→ WHAT THE TASK ASKS:
Give the number of lines in this listing that hold "power". No other words belong in the reply.
= Beginning of Section =
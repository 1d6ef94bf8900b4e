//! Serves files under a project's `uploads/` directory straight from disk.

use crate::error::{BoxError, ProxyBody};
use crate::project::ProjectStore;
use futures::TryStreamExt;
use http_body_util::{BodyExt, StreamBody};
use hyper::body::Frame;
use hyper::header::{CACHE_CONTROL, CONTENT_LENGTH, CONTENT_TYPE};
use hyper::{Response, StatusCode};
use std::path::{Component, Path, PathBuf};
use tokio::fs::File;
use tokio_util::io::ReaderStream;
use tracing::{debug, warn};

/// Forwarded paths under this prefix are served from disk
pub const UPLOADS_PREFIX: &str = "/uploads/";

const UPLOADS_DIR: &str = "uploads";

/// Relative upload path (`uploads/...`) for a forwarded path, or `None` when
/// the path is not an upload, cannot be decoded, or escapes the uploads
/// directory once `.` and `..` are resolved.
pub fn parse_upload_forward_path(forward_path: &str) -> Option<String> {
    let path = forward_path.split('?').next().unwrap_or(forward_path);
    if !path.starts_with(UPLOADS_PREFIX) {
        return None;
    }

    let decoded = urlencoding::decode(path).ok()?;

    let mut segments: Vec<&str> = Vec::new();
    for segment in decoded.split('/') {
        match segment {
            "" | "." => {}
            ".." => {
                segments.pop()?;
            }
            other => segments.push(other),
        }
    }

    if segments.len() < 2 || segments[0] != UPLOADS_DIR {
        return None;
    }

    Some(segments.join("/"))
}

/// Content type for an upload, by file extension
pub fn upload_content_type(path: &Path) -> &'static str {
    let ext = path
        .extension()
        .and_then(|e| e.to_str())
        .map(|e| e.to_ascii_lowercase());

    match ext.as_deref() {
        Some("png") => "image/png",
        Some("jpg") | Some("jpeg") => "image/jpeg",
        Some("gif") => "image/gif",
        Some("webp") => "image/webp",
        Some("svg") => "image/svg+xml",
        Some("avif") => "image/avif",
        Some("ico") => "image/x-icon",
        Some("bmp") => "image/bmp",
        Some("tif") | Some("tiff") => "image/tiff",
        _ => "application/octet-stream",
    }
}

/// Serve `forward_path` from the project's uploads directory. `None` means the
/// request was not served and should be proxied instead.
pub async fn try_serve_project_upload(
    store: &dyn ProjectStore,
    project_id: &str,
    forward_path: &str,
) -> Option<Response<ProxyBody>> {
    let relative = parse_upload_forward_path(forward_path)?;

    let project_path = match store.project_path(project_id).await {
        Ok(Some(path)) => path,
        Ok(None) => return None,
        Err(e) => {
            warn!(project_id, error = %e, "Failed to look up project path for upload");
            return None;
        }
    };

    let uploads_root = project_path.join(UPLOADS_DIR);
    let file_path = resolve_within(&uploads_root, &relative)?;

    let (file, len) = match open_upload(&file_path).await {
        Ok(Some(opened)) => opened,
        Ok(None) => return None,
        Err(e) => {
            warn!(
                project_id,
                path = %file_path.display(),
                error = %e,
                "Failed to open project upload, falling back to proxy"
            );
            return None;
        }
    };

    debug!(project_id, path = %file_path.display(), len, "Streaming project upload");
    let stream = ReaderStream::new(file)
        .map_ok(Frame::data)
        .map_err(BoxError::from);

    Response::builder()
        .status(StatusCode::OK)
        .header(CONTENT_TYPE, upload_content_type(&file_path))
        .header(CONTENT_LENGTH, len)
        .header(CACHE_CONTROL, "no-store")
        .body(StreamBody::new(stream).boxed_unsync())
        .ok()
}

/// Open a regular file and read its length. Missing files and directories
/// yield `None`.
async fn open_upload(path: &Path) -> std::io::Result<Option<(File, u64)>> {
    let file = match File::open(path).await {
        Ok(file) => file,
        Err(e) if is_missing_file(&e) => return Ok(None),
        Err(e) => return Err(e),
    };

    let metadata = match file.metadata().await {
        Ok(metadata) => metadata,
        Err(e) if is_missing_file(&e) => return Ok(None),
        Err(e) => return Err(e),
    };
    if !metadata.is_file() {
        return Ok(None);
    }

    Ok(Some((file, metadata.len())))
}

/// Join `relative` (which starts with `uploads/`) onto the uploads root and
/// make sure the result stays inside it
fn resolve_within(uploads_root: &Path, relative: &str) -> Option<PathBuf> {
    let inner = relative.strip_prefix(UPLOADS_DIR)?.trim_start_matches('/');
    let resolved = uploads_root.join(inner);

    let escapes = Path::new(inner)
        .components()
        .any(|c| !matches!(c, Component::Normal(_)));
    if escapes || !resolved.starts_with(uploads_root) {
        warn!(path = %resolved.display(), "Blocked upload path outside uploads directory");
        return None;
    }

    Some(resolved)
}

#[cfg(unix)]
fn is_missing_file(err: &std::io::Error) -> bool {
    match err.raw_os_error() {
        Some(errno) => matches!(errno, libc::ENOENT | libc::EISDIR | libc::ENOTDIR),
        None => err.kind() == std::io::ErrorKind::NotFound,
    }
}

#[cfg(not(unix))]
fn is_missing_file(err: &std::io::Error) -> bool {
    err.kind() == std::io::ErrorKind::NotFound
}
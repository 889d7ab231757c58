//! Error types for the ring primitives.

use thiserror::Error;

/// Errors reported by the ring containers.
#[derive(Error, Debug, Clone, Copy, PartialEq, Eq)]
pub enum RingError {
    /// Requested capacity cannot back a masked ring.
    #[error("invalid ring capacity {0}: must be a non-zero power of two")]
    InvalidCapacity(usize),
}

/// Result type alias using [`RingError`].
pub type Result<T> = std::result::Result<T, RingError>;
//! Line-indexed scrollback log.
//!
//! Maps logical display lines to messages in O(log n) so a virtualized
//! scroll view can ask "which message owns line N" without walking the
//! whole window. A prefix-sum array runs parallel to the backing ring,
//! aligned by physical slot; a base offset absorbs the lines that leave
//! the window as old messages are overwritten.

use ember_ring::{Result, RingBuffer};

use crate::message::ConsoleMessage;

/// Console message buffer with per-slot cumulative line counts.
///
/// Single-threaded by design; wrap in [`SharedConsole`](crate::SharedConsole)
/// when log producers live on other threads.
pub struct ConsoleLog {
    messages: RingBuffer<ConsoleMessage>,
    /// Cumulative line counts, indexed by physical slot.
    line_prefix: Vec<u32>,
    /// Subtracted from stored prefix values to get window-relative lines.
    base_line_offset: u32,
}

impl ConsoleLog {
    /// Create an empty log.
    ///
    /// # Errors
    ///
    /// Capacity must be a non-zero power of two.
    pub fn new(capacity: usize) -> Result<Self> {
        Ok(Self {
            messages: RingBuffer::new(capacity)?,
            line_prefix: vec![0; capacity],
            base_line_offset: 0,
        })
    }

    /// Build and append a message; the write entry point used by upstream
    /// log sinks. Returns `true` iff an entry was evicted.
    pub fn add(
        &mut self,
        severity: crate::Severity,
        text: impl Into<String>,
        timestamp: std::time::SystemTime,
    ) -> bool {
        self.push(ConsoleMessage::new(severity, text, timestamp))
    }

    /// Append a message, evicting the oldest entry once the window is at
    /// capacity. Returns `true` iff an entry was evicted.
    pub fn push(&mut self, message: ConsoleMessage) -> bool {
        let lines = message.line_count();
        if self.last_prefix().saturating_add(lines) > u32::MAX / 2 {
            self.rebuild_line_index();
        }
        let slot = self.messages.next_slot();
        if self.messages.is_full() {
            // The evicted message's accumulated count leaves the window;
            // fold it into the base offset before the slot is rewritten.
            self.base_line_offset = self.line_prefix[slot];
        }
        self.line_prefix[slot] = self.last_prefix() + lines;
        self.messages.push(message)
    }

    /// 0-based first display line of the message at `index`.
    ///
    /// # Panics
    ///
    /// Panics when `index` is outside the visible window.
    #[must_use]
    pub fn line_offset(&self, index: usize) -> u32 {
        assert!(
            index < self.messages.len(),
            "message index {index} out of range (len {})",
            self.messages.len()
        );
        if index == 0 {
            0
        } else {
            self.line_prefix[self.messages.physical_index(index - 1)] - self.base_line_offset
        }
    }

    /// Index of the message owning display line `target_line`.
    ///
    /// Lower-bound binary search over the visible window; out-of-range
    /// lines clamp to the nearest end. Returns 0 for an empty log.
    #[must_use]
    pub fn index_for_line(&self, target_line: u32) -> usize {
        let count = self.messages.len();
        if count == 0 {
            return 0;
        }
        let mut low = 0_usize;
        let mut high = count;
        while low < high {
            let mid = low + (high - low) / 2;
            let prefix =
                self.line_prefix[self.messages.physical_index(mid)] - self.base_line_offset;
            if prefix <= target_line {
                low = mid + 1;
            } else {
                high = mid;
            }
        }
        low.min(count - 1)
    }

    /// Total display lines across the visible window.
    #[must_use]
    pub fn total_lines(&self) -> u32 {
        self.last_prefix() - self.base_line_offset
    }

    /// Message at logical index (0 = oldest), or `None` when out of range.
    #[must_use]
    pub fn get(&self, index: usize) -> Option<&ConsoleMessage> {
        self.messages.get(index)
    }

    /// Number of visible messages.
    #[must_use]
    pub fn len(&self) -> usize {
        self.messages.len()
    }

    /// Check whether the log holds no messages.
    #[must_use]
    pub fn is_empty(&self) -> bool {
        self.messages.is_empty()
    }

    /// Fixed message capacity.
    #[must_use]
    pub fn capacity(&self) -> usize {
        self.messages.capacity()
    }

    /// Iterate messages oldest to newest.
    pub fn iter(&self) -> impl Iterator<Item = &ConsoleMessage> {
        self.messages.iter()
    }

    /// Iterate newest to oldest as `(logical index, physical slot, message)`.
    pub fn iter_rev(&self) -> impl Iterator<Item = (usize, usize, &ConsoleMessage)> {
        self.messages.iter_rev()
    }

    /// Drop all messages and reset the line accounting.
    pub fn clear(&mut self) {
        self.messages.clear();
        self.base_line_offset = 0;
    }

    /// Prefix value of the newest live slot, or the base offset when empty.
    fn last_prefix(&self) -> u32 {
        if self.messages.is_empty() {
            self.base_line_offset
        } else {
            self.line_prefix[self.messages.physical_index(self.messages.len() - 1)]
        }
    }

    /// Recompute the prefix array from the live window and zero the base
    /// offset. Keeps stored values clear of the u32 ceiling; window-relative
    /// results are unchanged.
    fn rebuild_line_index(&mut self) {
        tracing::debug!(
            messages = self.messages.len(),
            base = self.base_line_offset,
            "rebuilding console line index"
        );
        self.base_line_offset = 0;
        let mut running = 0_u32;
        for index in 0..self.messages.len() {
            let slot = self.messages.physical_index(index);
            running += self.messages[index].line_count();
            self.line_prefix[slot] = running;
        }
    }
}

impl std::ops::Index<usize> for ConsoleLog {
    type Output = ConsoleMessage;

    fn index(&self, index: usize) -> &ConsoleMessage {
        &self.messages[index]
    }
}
= End of Section =
→ PROBLEM SOLUTION:
2